The sharp resurgence of COVID-19 in Sunbelt states is prompting a new spate of face-mask mandates as governments try to curb the pandemic without reverting to lockdowns that wrought havoc on their economies.
In some cases, the orders have reinforced the politicization of public-health measures, with President Donald Trump mostly refusing to wear face masks in public and declaring in May that he “didn’t want to give the press the pleasure” of seeing him in one.
But with infections hitting record levels, Democratic mayors in some Republican-run states are going out on their own to demand the face coverings — and some governors are going along. Arizona’s Republican Governor Doug Ducey changed course and gave local governments the power to require masks. Texas’s Greg Abbott said mayors couldn’t require citizens to mask up, but allowed them to sanction businesses that permitted patrons to enter unprotected.
Among mayors taking steps to require masks are Steve Adler of Austin, Texas; Jane Castor of Tampa, Fla.; and Steven Reed of Montgomery, Ala.

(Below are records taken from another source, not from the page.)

//! Demo-data seeding for local development. Idempotent: reruns skip
//! existing stores/products and only add fresh price history.

use rust_decimal::Decimal;
use sqlx::PgPool;
use uuid::Uuid;

use crate::DbError;

const SEED_STORES: [&str; 6] = [
    "Корзинка",
    "Макро",
    "Хавас",
    "Чорсу Базар",
    "Эко Базар",
    "Алайский",
];

/// (name, category, unit, sample price for 1 unit)
const SEED_PRODUCTS: [(&str, &str, &str, i64); 5] = [
    ("Картофель", "Овощи", "кг", 4500),
    ("Помидоры", "Овощи", "кг", 12_000),
    ("Молоко", "Молочные продукты", "л", 11_000),
    ("Хлеб", "Хлеб", "шт", 3500),
    ("Яблоки", "Фрукты", "кг", 15_000),
];

/// Seeds demo stores, products, and a short price history for each
/// product. All inserts run inside a single transaction; if any operation
/// fails the entire batch is rolled back.
///
/// Returns the number of price reports inserted.
///
/// # Errors
///
/// Returns [`DbError::Sqlx`] if any database operation fails.
pub async fn seed_demo_data(pool: &PgPool) -> Result<usize, DbError> {
    let mut tx = pool.begin().await?;
    let mut store_ids = Vec::with_capacity(SEED_STORES.len());

    for name in SEED_STORES {
        let id: Uuid = sqlx::query_scalar(
            "INSERT INTO stores (name) VALUES ($1) \
             ON CONFLICT ((LOWER(name))) DO UPDATE SET name = stores.name \
             RETURNING id",
        )
        .bind(name)
        .fetch_one(&mut *tx)
        .await?;
        store_ids.push(id);
    }

    let mut reports = 0usize;
    for (index, (name, category, unit, base_price)) in SEED_PRODUCTS.into_iter().enumerate() {
        let product_id: Option<Uuid> = sqlx::query_scalar(
            "INSERT INTO products (name, category, unit) VALUES ($1, $2, $3) \
             ON CONFLICT ((LOWER(name))) DO NOTHING \
             RETURNING id",
        )
        .bind(name)
        .bind(category)
        .bind(unit)
        .fetch_optional(&mut *tx)
        .await?;

        // Already seeded on a previous run; leave its history alone.
        let Some(product_id) = product_id else {
            continue;
        };

        // Three reports spread over the last ten days at different stores,
        // drifting a few percent around the sample price.
        for step in 0..3u32 {
            let store_id = store_ids[(index + step as usize) % store_ids.len()];
            let price = base_price + i64::from(step) * (base_price / 20);
            let quantity = Decimal::from(1);
            let normalized = narx_core::normalize(Decimal::from(price), quantity, unit);

            sqlx::query(
                "INSERT INTO prices \
                     (product_id, store_id, price, currency, quantity, unit, normalized_price, created_at) \
                 VALUES ($1, $2, $3, 'UZS', $4, $5, $6, NOW() - ($7 || ' days')::interval)",
            )
            .bind(product_id)
            .bind(store_id)
            .bind(price)
            .bind(quantity)
            .bind(unit)
            .bind(normalized)
            .bind(i64::from(step * 5).to_string())
            .execute(&mut *tx)
            .await?;
            reports += 1;
        }
    }

    tx.commit().await?;
    Ok(reports)
}
//! Catalog command handlers for the CLI.
//!
//! Called from `main` after the pool is established. Output is plain
//! stdout lines; errors propagate so the process exits non-zero.

use std::collections::HashSet;

use chrono::Utc;
use rust_decimal::Decimal;
use uuid::Uuid;

use narx_core::{
    DisplayOptions, FavoriteToggle, ProductCategory, ReportObservation, SearchState,
};

fn display_options() -> DisplayOptions {
    match narx_core::load_app_config() {
        Ok(config) => DisplayOptions {
            currency_symbol: config.currency_symbol,
        },
        Err(_) => DisplayOptions::default(),
    }
}

/// Runs a paged search, printing up to `pages` pages of results. The
/// session state carries the query and filter across load-more steps.
pub(crate) async fn run_search(
    pool: &sqlx::PgPool,
    query: &str,
    category: Option<ProductCategory>,
    pages: u32,
) -> anyhow::Result<()> {
    let mut state = SearchState::new(query, category);

    loop {
        let page = narx_db::search_products(
            pool,
            narx_db::ProductSearch {
                query: &state.query,
                category: state.category.map(ProductCategory::as_str),
                limit: i64::from(state.page_size),
                offset: state.offset(),
            },
        )
        .await?;

        if page.items.is_empty() && state.page == 1 {
            println!("no products match \"{query}\"");
            return Ok(());
        }

        for product in &page.items {
            println!(
                "{}  {}  [{}]  {}",
                product.id, product.name, product.category, product.unit
            );
        }

        let total = u64::try_from(page.total).unwrap_or(0);
        if state.page >= pages || !state.has_more(total) {
            if state.has_more(total) {
                println!("... {} total, rerun with --pages to see more", page.total);
            }
            return Ok(());
        }
        state.next_page();
    }
}

pub(crate) async fn run_show(pool: &sqlx::PgPool, product_id: Uuid) -> anyhow::Result<()> {
    let product = narx_db::get_product(pool, product_id)
        .await?
        .ok_or_else(|| anyhow::anyhow!("product {product_id} not found"))?;

    let history = narx_db::list_prices_for_product(pool, product_id).await?;
    let observations: Vec<ReportObservation> = history
        .iter()
        .map(|r| ReportObservation {
            price: r.price,
            normalized_price: r.normalized_price,
            observed_at: r.created_at,
        })
        .collect();

    let now = Utc::now();
    let view = narx_core::aggregate(&observations, now);
    let current_store = view
        .current
        .as_ref()
        .and_then(|c| history.get(c.index))
        .map(|r| r.store_name.as_str());
    let opts = display_options();
    let model = narx_core::present(&product.name, &product.unit, &view, current_store, now, &opts);

    println!("{}  [{}]", model.display_name, product.category);
    println!("  цена:      {} / {}", model.formatted_price, model.unit_label);
    println!("  диапазон:  {}", model.price_range);
    println!("  магазин:   {}", model.store_name);
    println!("  обновлено: {}", model.last_update_relative);
    println!("  отчётов:   {}", history.len());

    for report in history.iter().rev() {
        println!(
            "    {}  {}  {} {} x {}",
            narx_core::display::format_short_date(report.created_at),
            report.store_name,
            narx_core::display::format_price(Some(report.price), &opts),
            report.unit,
            report.quantity,
        );
    }

    Ok(())
}

pub(crate) struct ReportArgs<'a> {
    pub product_id: Uuid,
    pub store: &'a str,
    pub price: Decimal,
    pub quantity: Decimal,
    pub unit: &'a str,
    pub currency: &'a str,
    pub user: Option<Uuid>,
}

pub(crate) async fn run_report(pool: &sqlx::PgPool, args: ReportArgs<'_>) -> anyhow::Result<()> {
    anyhow::ensure!(args.price > Decimal::ZERO, "price must be positive");
    anyhow::ensure!(args.quantity > Decimal::ZERO, "quantity must be positive");

    narx_db::get_product(pool, args.product_id)
        .await?
        .ok_or_else(|| anyhow::anyhow!("product {} not found", args.product_id))?;

    let usd_rate = narx_core::load_app_config()
        .map(|c| c.usd_rate)
        .unwrap_or_else(|_| Decimal::from(12_800));
    let price = narx_core::to_base_currency(args.price, args.currency, usd_rate)?;

    let store = narx_db::upsert_store_by_name(pool, args.store, args.user).await?;
    let normalized_price = narx_core::normalize(Decimal::from(price), args.quantity, args.unit);

    let row = narx_db::insert_price(
        pool,
        &narx_db::NewPrice {
            product_id: args.product_id,
            store_id: store.id,
            price,
            currency: narx_core::BASE_CURRENCY,
            quantity: args.quantity,
            unit: args.unit,
            normalized_price,
            created_by: args.user,
        },
    )
    .await?;

    match normalized_price {
        Some(normalized) => println!(
            "reported {} at {} ({} per {})",
            row.price,
            store.name,
            normalized,
            narx_core::base_unit_label(args.unit)
        ),
        None => println!("reported {} at {} (not normalized)", row.price, store.name),
    }

    Ok(())
}

pub(crate) async fn run_recent(pool: &sqlx::PgPool, limit: usize) -> anyhow::Result<()> {
    // Over-fetch so deduplication by product still fills the feed.
    let fetch = i64::try_from(limit * 2).unwrap_or(i64::MAX);
    let rows = narx_db::list_recent_prices(pool, fetch).await?;
    let deduped = narx_core::dedupe_recent(rows, limit, |r| r.product_id);

    let opts = display_options();
    let now = Utc::now();
    for report in deduped {
        println!(
            "{}  {}  {}  {}",
            narx_core::display::format_relative_time(report.created_at, now),
            report.product_name,
            narx_core::display::format_price(Some(report.price), &opts),
            report.store_name,
        );
    }

    Ok(())
}

/// Toggles a favorite with the optimistic projection the client UI uses:
/// apply locally first, then persist, rolling the projection back if the
/// write fails.
pub(crate) async fn run_favorite(
    pool: &sqlx::PgPool,
    user: Uuid,
    product_id: Uuid,
) -> anyhow::Result<()> {
    let mut local: HashSet<Uuid> = narx_db::list_favorite_products(pool, user)
        .await?
        .into_iter()
        .map(|p| p.id)
        .collect();

    let toggle = FavoriteToggle::plan(&local, product_id);
    toggle.apply(&mut local);

    match narx_db::toggle_favorite(pool, user, product_id).await {
        Ok(is_favorite) => {
            if is_favorite != toggle.make_favorite {
                tracing::warn!(%product_id, "favorite state drifted under a concurrent toggle");
            }
            if is_favorite {
                println!("added {product_id} to favorites");
            } else {
                println!("removed {product_id} from favorites");
            }
            Ok(())
        }
        Err(e) => {
            toggle.invert().apply(&mut local);
            Err(anyhow::anyhow!("favorite toggle failed: {e}"))
        }
    }
}
use sqlx::{postgres::PgPoolOptions, PgPool};
use std::{env, time::Duration};
use thiserror::Error;

const DEFAULT_MAX_CONNECTIONS: u32 = 10;
const DEFAULT_MIN_CONNECTIONS: u32 = 1;
const DEFAULT_ACQUIRE_TIMEOUT_SECS: u64 = 10;

// Path relative to crates/narx-db/Cargo.toml; resolves to <workspace-root>/migrations/
static MIGRATOR: sqlx::migrate::Migrator = sqlx::migrate!("../../migrations");

#[derive(Debug, Clone, Copy)]
pub struct PoolConfig {
    pub max_connections: u32,
    pub min_connections: u32,
    pub acquire_timeout_secs: u64,
}

impl Default for PoolConfig {
    fn default() -> Self {
        Self {
            max_connections: DEFAULT_MAX_CONNECTIONS,
            min_connections: DEFAULT_MIN_CONNECTIONS,
            acquire_timeout_secs: DEFAULT_ACQUIRE_TIMEOUT_SECS,
        }
    }
}

impl PoolConfig {
    #[must_use]
    pub fn from_env() -> Self {
        Self {
            max_connections: read_u32("NARX_DB_MAX_CONNECTIONS", DEFAULT_MAX_CONNECTIONS),
            min_connections: read_u32("NARX_DB_MIN_CONNECTIONS", DEFAULT_MIN_CONNECTIONS),
            acquire_timeout_secs: read_u64(
                "NARX_DB_ACQUIRE_TIMEOUT_SECS",
                DEFAULT_ACQUIRE_TIMEOUT_SECS,
            ),
        }
    }

    #[must_use]
    pub fn from_app_config(config: &narx_core::AppConfig) -> Self {
        Self {
            max_connections: config.db_max_connections,
            min_connections: config.db_min_connections,
            acquire_timeout_secs: config.db_acquire_timeout_secs,
        }
    }
}

#[derive(Debug, Error)]
pub enum DbError {
    #[error("DATABASE_URL is not set")]
    MissingDatabaseUrl,
    #[error("a product named \"{0}\" already exists")]
    DuplicateProductName(String),
    /// A write affected zero rows. Per the access rules every row a caller
    /// may touch is visible to it, so an empty write means the caller was
    /// not allowed to touch the row — not that it silently succeeded.
    #[error("operation affected no rows")]
    PermissionDenied,
    #[error(transparent)]
    Sqlx(#[from] sqlx::Error),
    #[error(transparent)]
    Migration(#[from] sqlx::migrate::MigrateError),
}

/// Connect to a Postgres pool using explicit URL and config.
///
/// # Errors
///
/// Returns [`sqlx::Error`] if the connection cannot be established.
pub async fn connect_pool(database_url: &str, config: PoolConfig) -> Result<PgPool, sqlx::Error> {
    PgPoolOptions::new()
        .max_connections(config.max_connections)
        .min_connections(config.min_connections)
        .acquire_timeout(Duration::from_secs(config.acquire_timeout_secs))
        .connect(database_url)
        .await
}

/// Connect to a Postgres pool, reading `DATABASE_URL` and pool settings from env.
///
/// # Errors
///
/// Returns [`DbError::MissingDatabaseUrl`] if `DATABASE_URL` is unset, or
/// [`DbError::Sqlx`] if the connection cannot be established.
pub async fn connect_pool_from_env() -> Result<PgPool, DbError> {
    let database_url = env::var("DATABASE_URL").map_err(|_| DbError::MissingDatabaseUrl)?;
    let config = PoolConfig::from_env();
    connect_pool(&database_url, config)
        .await
        .map_err(DbError::from)
}

/// Run all pending migrations against the pool.
///
/// Returns the number of migrations that were applied.
///
/// # Errors
///
/// Returns [`sqlx::migrate::MigrateError`] if any migration fails.
pub async fn run_migrations(pool: &PgPool) -> Result<usize, sqlx::migrate::MigrateError> {
    // Count applied migrations before running. The _sqlx_migrations table may not
    // exist yet on a fresh database; treat absence as zero applied.
    let applied_before: i64 =
        sqlx::query_scalar::<_, i64>("SELECT COUNT(*) FROM _sqlx_migrations WHERE success = true")
            .fetch_one(pool)
            .await
            .unwrap_or(0);

    MIGRATOR.run(pool).await?;

    let applied_after: i64 =
        sqlx::query_scalar::<_, i64>("SELECT COUNT(*) FROM _sqlx_migrations WHERE success = true")
            .fetch_one(pool)
            .await
            .unwrap_or(0);

    let delta = (applied_after - applied_before).max(0);
    Ok(usize::try_from(delta).unwrap_or(0))
}

/// Send a `SELECT 1` to verify the pool has a live connection.
///
/// # Errors
///
/// Returns [`sqlx::Error`] if the query fails.
pub async fn ping(pool: &PgPool) -> Result<(), sqlx::Error> {
    sqlx::query_scalar::<_, i64>("SELECT 1")
        .fetch_one(pool)
        .await?;
    Ok(())
}

/// Run a full health check: ping the pool and return a typed error on failure.
///
/// # Errors
///
/// Returns [`DbError`] if the ping fails.
pub async fn health_check(pool: &PgPool) -> Result<(), DbError> {
    ping(pool).await?;
    Ok(())
}

fn read_u32(var: &str, default: u32) -> u32 {
    env::var(var)
        .ok()
        .and_then(|v| v.parse::<u32>().ok())
        .unwrap_or(default)
}

fn read_u64(var: &str, default: u64) -> u64 {
    env::var(var)
        .ok()
        .and_then(|v| v.parse::<u64>().ok())
        .unwrap_or(default)
}

/// Returns `true` when the error is a unique violation on the named index.
pub(crate) fn is_unique_violation(error: &sqlx::Error, constraint: &str) -> bool {
    match error {
        sqlx::Error::Database(db) => db.constraint() == Some(constraint),
        _ => false,
    }
}


pub mod favorites;
pub mod prices;
pub mod products;
pub mod seed;
pub mod shopping_list;
pub mod stores;
pub mod users;

pub use favorites::{list_favorite_products, toggle_favorite};
pub use prices::{
    delete_price, insert_price, list_prices_for_product, list_recent_prices, NewPrice,
    PriceHistoryRow, PriceRow, RecentPriceRow,
};
pub use products::{
    delete_product, get_product, insert_product, list_products_by_category,
    list_products_by_store, search_products, update_product, ProductPage, ProductRow,
    ProductSearch,
};
pub use seed::seed_demo_data;
pub use shopping_list::{
    add_item, delete_checked, list_items, remove_item, set_item_checked, ShoppingListItemRow,
};
pub use stores::{get_store, search_stores, upsert_store_by_name, StoreRow};
pub use users::{count_prices_by_user, count_products_by_user};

All of them are Democrats in Republican states.
“I am taking this action for the health of our community, for the physical health, but also for the economic health,” Tampa’s Castor said in her daily update Thursday, speaking about her order to wear face masks indoors when social distancing isn’t possible. “We are just getting back up on our feet economically, and the last thing that we can do is to go in reverse and to have to have businesses close down.”
In Arizona, infections rose by 2,519 cases Thursday — the biggest daily increase — to a cumulative 43,445. Municipal leaders there are rushing to pass their own mask policies. Council members in Phoenix held a special meeting Friday to consider a face-covering rule. Ducey “gave the power back to cities,” Mayor Kate Gallego tweeted.
Other city councils in the Phoenix metro area, such as Mesa, Gilbert and Glendale, will also meet on the matter. Mayors in cities including Tucson and Tempe already issued mask requirements or have started adding them to emergency orders.
In the Deep South, the pandemic has been a scourge, particularly in the Black Belt, where many residents are poor and lack access to health care. Reed’s executive order came after a measure to require masks failed in the Montgomery City Council Tuesday. It split largely along racial lines, with Black members supporting the proposal.
“After listening to our health experts and warnings they continue to give us, we’re doing this today because it’s the right thing to do,” Reed said Wednesday, flanked by two white-coated doctors who had appeared before the council to argue the cause.
The new orders weren’t limited to red states: California had its biggest daily increase in coronavirus cases Thursday, and Democratic Governor Gavin Newsom issued new guidelines requiring masks in most situations outside the home in the nation’s most populous state.
The Trump administration’s failure to devise a unified strategy for fighting the pandemic has left decisions largely to the states, and many of Trump’s gubernatorial supporters have followed his lead in spurning masks. Indeed, Nebraska Governor Pete Ricketts has told local governments they will miss out on federal COVID-19 funding if they make people wear masks in courthouses and government offices, the Omaha World-Herald reported.
Trump told the Wall Street Journal in an interview published Thursday that some people may be wearing masks to signal disapproval of him, and that masks may actually contribute to the disease’s spread when people fidget with them.
The new mask measures come as COVID-19 is making a resurgence, including in places that had fared relatively well earlier in the pandemic. But state leaders across the political spectrum have proved reluctant to roll back reopenings, with many local businesses having barely survived the first wave of stay-at-home orders.
“Mayors are trying to find the things that they can do when the state governor is not taking stronger action,” said Lindsay Wiley, director of the health law and policy program at the American University Washington College of Law, speaking from Bethesda, Md. “You’ve got governors who have made a very clear choice to follow the president’s lead in insisting that we can only move forward more and more, and not go back in that reopening process.”
In Florida, Gov. Ron DeSantis has dismissed the possibility of a new lockdown, even after a COVID-19 surge there prompted New York Gov. Andrew Cuomo to threaten mandated quarantines for Floridians heading north. DeSantis has said there is relatively ample hospital capacity in his state.
In a presentation Tuesday in Tallahassee, DeSantis noted that the average age among COVID-19 positives was 37 last week, down by nearly half from March, implying that the clinical consequences of the latest outbreaks may be muted. Florida reported 85,926 COVID-19 cases on Thursday, up by 3,207, the most ever in a day.
On Thursday, Texas reported a record 3,516 new COVID-19 cases, the biggest one-day rise, and hospitalizations surged by 12 percent to 940 in Houston. Lina Hidalgo, the top official in surrounding Harris County, is considering a mask rule there, the Houston Chronicle reported.
Meanwhile, the operator of the Tulsa, Okla., arena that will be the scene of a Trump campaign rally Saturday said it had asked his re-election campaign for a written plan to safeguard the event against the state’s growing outbreak. The Trump campaign has said it will issue a face mask to all who attend, but it won’t require supporters to actually use them.